- **INPUT DATA**:

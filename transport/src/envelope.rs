use crate::buf::{put_bytes, try_get_bytes};
use crate::capabilities::Capabilities;
use crate::node_address::NodeAddress;
use anyhow::anyhow;
use bytes::{Buf, BufMut, Bytes};
use num_enum::{IntoPrimitive, TryFromPrimitive};
use std::fmt::{Debug, Display, Formatter};
use uuid::Uuid;

/// Unique per sender and never reused: a random (v4) UUID
#[derive(Clone, Copy, PartialEq, Eq, Hash, PartialOrd, Ord)]
pub struct MessageUid(Uuid);

impl MessageUid {
    pub fn new_random() -> MessageUid {
        MessageUid(Uuid::new_v4())
    }

    pub fn from_u128(value: u128) -> MessageUid {
        MessageUid(Uuid::from_u128(value))
    }

    pub fn ser(&self, buf: &mut impl BufMut) {
        buf.put_u128(self.0.as_u128());
    }

    pub fn try_deser(buf: &mut impl Buf) -> anyhow::Result<MessageUid> {
        Ok(MessageUid(Uuid::from_u128(buf.try_get_u128()?)))
    }
}

impl Debug for MessageUid {
    fn fmt(&self, f: &mut Formatter<'_>) -> std::fmt::Result {
        write!(f, "{}", self.0)
    }
}

impl Display for MessageUid {
    fn fmt(&self, f: &mut Formatter<'_>) -> std::fmt::Result {
        write!(f, "{}", self.0)
    }
}

#[derive(Clone, Copy, Debug, Eq, PartialEq, TryFromPrimitive, IntoPrimitive)]
#[repr(u8)]
pub enum EnvelopeKind {
    Hello = 1,
    CloseConnection = 2,
    Sealed = 3,
}

#[derive(Clone, Copy, Debug, Eq, PartialEq, TryFromPrimitive, IntoPrimitive)]
#[repr(u8)]
pub enum CloseConnectionReason {
    /// The local application is shutting down
    AppShutDown = 1,
    /// A connection to the same peer already exists
    DuplicatePeer = 2,
    /// The peer sent a `CloseConnection` envelope
    ClosedByPeer = 3,
    /// The socket was closed or reset without a `CloseConnection` envelope
    Reset = 4,
    /// The peer sent something that could not be decoded
    InvalidFrame = 5,
    /// The node's server stopped accepting connections
    ServerTerminated = 6,
    Other = 255,
}

impl CloseConnectionReason {
    /// Whether the peer should be sent a `CloseConnection` envelope before the socket is closed
    pub fn notifies_peer(&self) -> bool {
        match self {
            CloseConnectionReason::AppShutDown
            | CloseConnectionReason::DuplicatePeer
            | CloseConnectionReason::ServerTerminated
            | CloseConnectionReason::Other => true,
            CloseConnectionReason::ClosedByPeer
            | CloseConnectionReason::Reset
            | CloseConnectionReason::InvalidFrame => false,
        }
    }
}

#[derive(Clone, Debug, Eq, PartialEq)]
pub struct HelloMessage {
    /// The published address of the sender, if it has one (yet)
    pub sender_address: Option<NodeAddress>,
    pub capabilities: Capabilities,
}

#[derive(Clone, Debug, Eq, PartialEq)]
pub struct CloseConnectionMessage {
    pub reason: CloseConnectionReason,
}

/// An application message. The payload is encrypted and signed by the sender and opaque at this
///  level.
#[derive(Clone, Debug, Eq, PartialEq)]
pub struct SealedMessage {
    pub sender_address: NodeAddress,
    pub uid: MessageUid,
    pub payload: Bytes,
}

#[derive(Clone, Debug, Eq, PartialEq)]
pub enum NetworkEnvelope {
    Hello(HelloMessage),
    CloseConnection(CloseConnectionMessage),
    Sealed(SealedMessage),
}

impl NetworkEnvelope {
    pub fn kind(&self) -> EnvelopeKind {
        match self {
            NetworkEnvelope::Hello(_) => EnvelopeKind::Hello,
            NetworkEnvelope::CloseConnection(_) => EnvelopeKind::CloseConnection,
            NetworkEnvelope::Sealed(_) => EnvelopeKind::Sealed,
        }
    }

    /// The address a message reveals about its sender, if any
    pub fn sender_address(&self) -> Option<&NodeAddress> {
        match self {
            NetworkEnvelope::Hello(m) => m.sender_address.as_ref(),
            NetworkEnvelope::CloseConnection(_) => None,
            NetworkEnvelope::Sealed(m) => Some(&m.sender_address),
        }
    }

    pub fn ser_body(&self, buf: &mut impl BufMut) {
        match self {
            NetworkEnvelope::Hello(m) => {
                match &m.sender_address {
                    None => buf.put_u8(0),
                    Some(addr) => {
                        buf.put_u8(1);
                        addr.ser(buf);
                    }
                }
                m.capabilities.ser(buf);
            }
            NetworkEnvelope::CloseConnection(m) => {
                buf.put_u8(m.reason.into());
            }
            NetworkEnvelope::Sealed(m) => {
                m.sender_address.ser(buf);
                m.uid.ser(buf);
                put_bytes(buf, &m.payload);
            }
        }
    }

    pub fn try_deser_body(kind: EnvelopeKind, buf: &mut impl Buf) -> anyhow::Result<NetworkEnvelope> {
        let result = match kind {
            EnvelopeKind::Hello => {
                let sender_address = match buf.try_get_u8()? {
                    0 => None,
                    1 => Some(NodeAddress::try_deser(buf)?),
                    n => return Err(anyhow!("invalid sender address marker {}", n)),
                };
                let capabilities = Capabilities::try_deser(buf)?;
                NetworkEnvelope::Hello(HelloMessage { sender_address, capabilities })
            }
            EnvelopeKind::CloseConnection => {
                let raw = buf.try_get_u8()?;
                let reason = CloseConnectionReason::try_from(raw)
                    .map_err(|_| anyhow!("invalid close connection reason {}", raw))?;
                NetworkEnvelope::CloseConnection(CloseConnectionMessage { reason })
            }
            EnvelopeKind::Sealed => {
                let sender_address = NodeAddress::try_deser(buf)?;
                let uid = MessageUid::try_deser(buf)?;
                let payload = try_get_bytes(buf)?;
                NetworkEnvelope::Sealed(SealedMessage { sender_address, uid, payload })
            }
        };

        if buf.has_remaining() {
            return Err(anyhow!("{} trailing bytes after {:?} envelope", buf.remaining(), kind));
        }
        Ok(result)
    }
}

- **EXERCISE OBJECTIVE**:
What is needed is each line from the records with the word "struct" in it.

- **RESULT FOR THIS TASK**:
pub struct MessageUid(Uuid);
pub struct HelloMessage {
pub struct CloseConnectionMessage {
pub struct SealedMessage {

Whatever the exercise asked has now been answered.